Two of Boulder City’s newest reserve firefighters joined the department for a unique reason: Their fellow firefighters treat them like equals and not like women.
“You just feel like one of them,” said Sarah Mitre about the Boulder City Fire Department. “I really appreciate that. I want to be a firefighter, not a female firefighter. I don’t want to be any different.”
Mitre and Casey Jones were members of the 2020-2021 class of the fire department’s reserve program fire academy.
The reserve academy provides training for men and women who want to become firefighters. Once completed, the reserve firefighters are able to work several shifts per month at the Boulder City station.
“Three years ago I would have said, ‘No, I don’t want to go into fire,’” said Jones. “Boulder City has absolutely changed that.”
Jones works in emergency medical services for Community Ambulance and joined the Boulder City Fire Department several years ago as an EMT. She said she was then encouraged to participate in the fire academy.
“The best partners I’ve had are out of Boulder City. … I like the fact that there are things to learn and they want to teach you,” she said.
She said she also appreciates how she is treated by her colleagues at the fire department.
“It’s a lot like my small hometown,” said the native of Helena, Montana. “They’re all like family … but they still challenge you.”
She said she has never been treated differently by them because she is a woman, unlike at her other job.
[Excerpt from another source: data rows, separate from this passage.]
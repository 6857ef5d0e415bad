use fancy_regex::Regex;
use schemars::JsonSchema;
use serde::{Deserialize, Deserializer, Serialize, de::Error as _};
use serde_json::Value;

use crate::condition::Condition;

/// Supported input types.
#[derive(Debug, Clone, Copy, PartialEq, Eq, Hash, Serialize, Deserialize, JsonSchema)]
#[serde(rename_all = "snake_case")]
pub enum FieldType {
    Text,
    Email,
    Password,
    Number,
    SingleSelect,
    MultiSelect,
    Checkbox,
    ConsentItem,
    MedicationDetailsGroup,
}

impl FieldType {
    pub fn as_str(&self) -> &'static str {
        match self {
            FieldType::Text => "text",
            FieldType::Email => "email",
            FieldType::Password => "password",
            FieldType::Number => "number",
            FieldType::SingleSelect => "single_select",
            FieldType::MultiSelect => "multi_select",
            FieldType::Checkbox => "checkbox",
            FieldType::ConsentItem => "consent_item",
            FieldType::MedicationDetailsGroup => "medication_details_group",
        }
    }

    /// Group fields carry nested fields instead of an answer of their own.
    pub fn is_group(&self) -> bool {
        matches!(self, FieldType::MedicationDetailsGroup)
    }

    pub fn has_options(&self) -> bool {
        matches!(self, FieldType::SingleSelect | FieldType::MultiSelect)
    }
}

/// A selectable option, written either as a bare value or as an object.
#[derive(Debug, Clone, PartialEq, Serialize, Deserialize, JsonSchema)]
#[serde(untagged)]
pub enum ChoiceOption {
    Value(String),
    Detailed {
        value: String,
        #[serde(default, skip_serializing_if = "Option::is_none")]
        label: Option<String>,
        #[serde(default, skip_serializing_if = "Option::is_none")]
        description: Option<String>,
    },
}

impl ChoiceOption {
    pub fn value(&self) -> &str {
        match self {
            ChoiceOption::Value(value) | ChoiceOption::Detailed { value, .. } => value,
        }
    }

    pub fn label(&self) -> &str {
        match self {
            ChoiceOption::Detailed {
                label: Some(label), ..
            } => label,
            other => other.value(),
        }
    }
}

impl From<&str> for ChoiceOption {
    fn from(value: &str) -> Self {
        ChoiceOption::Value(value.to_string())
    }
}

/// Document link shown next to a consent item.
#[derive(Debug, Clone, PartialEq, Serialize, Deserialize, JsonSchema)]
pub struct ConsentLink {
    pub label: String,
    pub url: String,
}

#[derive(Debug, Clone, PartialEq, Serialize, Deserialize, JsonSchema)]
pub struct ConditionalDisplay {
    #[schemars(with = "String")]
    pub show_if: Condition,
}

/// A `validation.pattern` compiled when the schema is loaded.
///
/// Backed by a backtracking engine so look-around and backreferences work.
#[derive(Debug, Clone, Serialize, Deserialize)]
#[serde(try_from = "String", into = "String")]
pub struct ValidationPattern(Regex);

impl ValidationPattern {
    pub fn new(pattern: &str) -> Result<Self, fancy_regex::Error> {
        Regex::new(pattern).map(Self)
    }

    /// A match that aborts at runtime (backtrack limit) counts as a miss.
    pub fn is_match(&self, text: &str) -> bool {
        match self.0.is_match(text) {
            Ok(matched) => matched,
            Err(err) => {
                tracing::warn!(pattern = self.as_str(), error = %err, "pattern match aborted");
                false
            }
        }
    }

    pub fn as_str(&self) -> &str {
        self.0.as_str()
    }
}

impl PartialEq for ValidationPattern {
    fn eq(&self, other: &Self) -> bool {
        self.as_str() == other.as_str()
    }
}

impl TryFrom<String> for ValidationPattern {
    type Error = fancy_regex::Error;

    fn try_from(pattern: String) -> Result<Self, Self::Error> {
        Self::new(&pattern)
    }
}

impl From<ValidationPattern> for String {
    fn from(pattern: ValidationPattern) -> Self {
        pattern.as_str().to_string()
    }
}

/// Reference to another field for `greater_than_field` / `less_than_field`.
#[derive(Debug, Clone, PartialEq, Serialize, Deserialize, JsonSchema)]
#[serde(untagged)]
pub enum FieldComparison {
    Field(String),
    Rule {
        field: String,
        #[serde(default, skip_serializing_if = "Option::is_none")]
        error: Option<String>,
    },
}

impl FieldComparison {
    pub fn field(&self) -> &str {
        match self {
            FieldComparison::Field(field) | FieldComparison::Rule { field, .. } => field,
        }
    }

    pub fn error(&self) -> Option<&str> {
        match self {
            FieldComparison::Rule { error, .. } => error.as_deref(),
            FieldComparison::Field(_) => None,
        }
    }
}

/// Per-field validation rules.
#[derive(Debug, Clone, PartialEq, Default, Serialize, Deserialize, JsonSchema)]
pub struct FieldValidation {
    #[serde(default, skip_serializing_if = "Option::is_none")]
    #[schemars(with = "Option<String>")]
    pub pattern: Option<ValidationPattern>,
    #[serde(default, skip_serializing_if = "Option::is_none")]
    pub min: Option<f64>,
    #[serde(default, skip_serializing_if = "Option::is_none")]
    pub max: Option<f64>,
    #[serde(default, skip_serializing_if = "Option::is_none")]
    pub matches: Option<String>,
    #[serde(default, skip_serializing_if = "Option::is_none")]
    pub greater_than_field: Option<FieldComparison>,
    #[serde(default, skip_serializing_if = "Option::is_none")]
    pub less_than_field: Option<FieldComparison>,
    #[serde(default, skip_serializing_if = "Option::is_none")]
    pub error: Option<String>,
}

impl FieldValidation {
    pub(crate) fn has_range(&self) -> bool {
        self.min.is_some() || self.max.is_some()
    }

    /// Field ids this rule set compares against.
    pub fn referenced_fields(&self) -> impl Iterator<Item = (&'static str, &str)> {
        [
            ("matches", self.matches.as_deref()),
            (
                "greater_than_field",
                self.greater_than_field.as_ref().map(FieldComparison::field),
            ),
            (
                "less_than_field",
                self.less_than_field.as_ref().map(FieldComparison::field),
            ),
        ]
        .into_iter()
        .filter_map(|(rule, target)| target.map(|target| (rule, target)))
    }
}

/// A single input descriptor.
#[derive(Debug, Clone, PartialEq, Serialize, Deserialize, JsonSchema)]
pub struct Field {
    pub id: String,
    #[serde(rename = "type")]
    pub kind: FieldType,
    #[serde(default, skip_serializing_if = "Option::is_none")]
    pub label: Option<String>,
    #[serde(default, skip_serializing_if = "Option::is_none")]
    pub placeholder: Option<String>,
    #[serde(default, skip_serializing_if = "Option::is_none")]
    pub help_text: Option<String>,
    #[serde(default)]
    pub required: bool,
    #[serde(default, skip_serializing_if = "Option::is_none")]
    pub conditional_display: Option<ConditionalDisplay>,
    #[serde(default, skip_serializing_if = "Option::is_none")]
    pub validation: Option<FieldValidation>,
    #[serde(default, skip_serializing_if = "Vec::is_empty")]
    pub options: Vec<ChoiceOption>,
    #[serde(default, skip_serializing_if = "Option::is_none")]
    pub mask: Option<String>,
    #[serde(default, skip_serializing_if = "std::ops::Not::not")]
    pub multiline: bool,
    #[serde(default, skip_serializing_if = "Option::is_none")]
    pub rows: Option<u32>,
    #[serde(default, skip_serializing_if = "Option::is_none")]
    pub suffix: Option<String>,
    #[serde(default, skip_serializing_if = "Option::is_none")]
    pub min: Option<f64>,
    #[serde(default, skip_serializing_if = "Option::is_none")]
    pub max: Option<f64>,
    #[serde(default, skip_serializing_if = "Vec::is_empty")]
    pub links: Vec<ConsentLink>,
    /// Nested fields of a `medication_details_group`.
    #[serde(default, skip_serializing_if = "Vec::is_empty")]
    pub fields: Vec<FieldNode>,
}

impl Field {
    pub fn new(id: impl Into<String>, kind: FieldType) -> Self {
        Self {
            id: id.into(),
            kind,
            label: None,
            placeholder: None,
            help_text: None,
            required: false,
            conditional_display: None,
            validation: None,
            options: Vec::new(),
            mask: None,
            multiline: false,
            rows: None,
            suffix: None,
            min: None,
            max: None,
            links: Vec::new(),
            fields: Vec::new(),
        }
    }

    pub fn required(mut self) -> Self {
        self.required = true;
        self
    }

    pub fn with_label(mut self, label: impl Into<String>) -> Self {
        self.label = Some(label.into());
        self
    }

    pub fn show_if(mut self, condition: &str) -> Self {
        self.conditional_display = Some(ConditionalDisplay {
            show_if: Condition::parse(condition),
        });
        self
    }

    pub fn with_validation(mut self, validation: FieldValidation) -> Self {
        self.validation = Some(validation);
        self
    }

    pub fn with_options<I, O>(mut self, options: I) -> Self
    where
        I: IntoIterator<Item = O>,
        O: Into<ChoiceOption>,
    {
        self.options = options.into_iter().map(Into::into).collect();
        self
    }

    pub fn with_bounds(mut self, min: Option<f64>, max: Option<f64>) -> Self {
        self.min = min;
        self.max = max;
        self
    }

    pub fn with_fields(mut self, fields: Vec<FieldNode>) -> Self {
        self.fields = fields;
        self
    }

    /// Label for display, falling back to the id.
    pub fn display_label(&self) -> &str {
        self.label.as_deref().unwrap_or(&self.id)
    }
}

/// Either one field or a row of fields rendered side by side.
#[derive(Debug, Clone, PartialEq, Serialize, JsonSchema)]
#[serde(untagged)]
pub enum FieldNode {
    Row(Vec<FieldNode>),
    Field(Box<Field>),
}

// Dispatches on the JSON shape so field errors (bad patterns, unknown types)
// surface with their own message instead of an untagged-enum mismatch.
impl<'de> Deserialize<'de> for FieldNode {
    fn deserialize<D: Deserializer<'de>>(deserializer: D) -> Result<Self, D::Error> {
        match Value::deserialize(deserializer)? {
            Value::Array(items) => items
                .into_iter()
                .map(|item| serde_json::from_value(item).map_err(D::Error::custom))
                .collect::<Result<Vec<_>, _>>()
                .map(FieldNode::Row),
            other => serde_json::from_value::<Field>(other)
                .map(|field| FieldNode::Field(Box::new(field)))
                .map_err(D::Error::custom),
        }
    }
}

impl From<Field> for FieldNode {
    fn from(field: Field) -> Self {
        FieldNode::Field(Box::new(field))
    }
}

impl FieldNode {
    pub fn row<I: IntoIterator<Item = Field>>(fields: I) -> Self {
        FieldNode::Row(fields.into_iter().map(FieldNode::from).collect())
    }
}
Jones said a lot of people she works with on ambulances don’t know she is a trained firefighter and treat her as if she doesn’t know what she is doing or they don’t trust her to do it.
“Boulder City was never like that, and that’s one of the things that drew me to it,” she said.
At the beginning of the reserve program, Mitre was chosen by the cadets to be their class leader.
Deputy Fire Chief Greg Chesser said the person is chosen based on the leadership traits expressed during their interviews.
“Following the 15 interviews and selection of nine candidates, it was unanimous that Sarah (Mitre) was selected as class leader,” he said in a press release. “During most academies you may change class leaders during the training for several reasons, mostly related to failure to lead. During the 16-week program, she never faltered with her duties in leading that team.”
Mitre said each member of the fire department supported her, made sure she was OK and held to her to the same standards as everyone else.
“I’ve never felt like being a woman has hindered me,” she said.
Those who participate in the reserve firefighter program must have valid Firefighter I and EMT certifications. Each participant is also required to work at least two shifts a month at the station during training.
Since they are reserve firefighters, Jones and Mitre have other day jobs, but both said they would like to join the fire department full time if the opportunity presents itself.
It’s a career that Jones said young girls should consider.
“Don’t be afraid to try it. You will have to push yourself far past anything you think you can do, but it’s worth it. It is the most fun I’ve had working, and it is a second family, not just some job,” she said.
Mitre, who works as a clinical coordinator at a fertility center, has a 7-year-old son and has lived in the Las Vegas area since she was 14 years old.
Jones and her husband have two daughters, ages 15 and 12, and has lived in the area for eight years.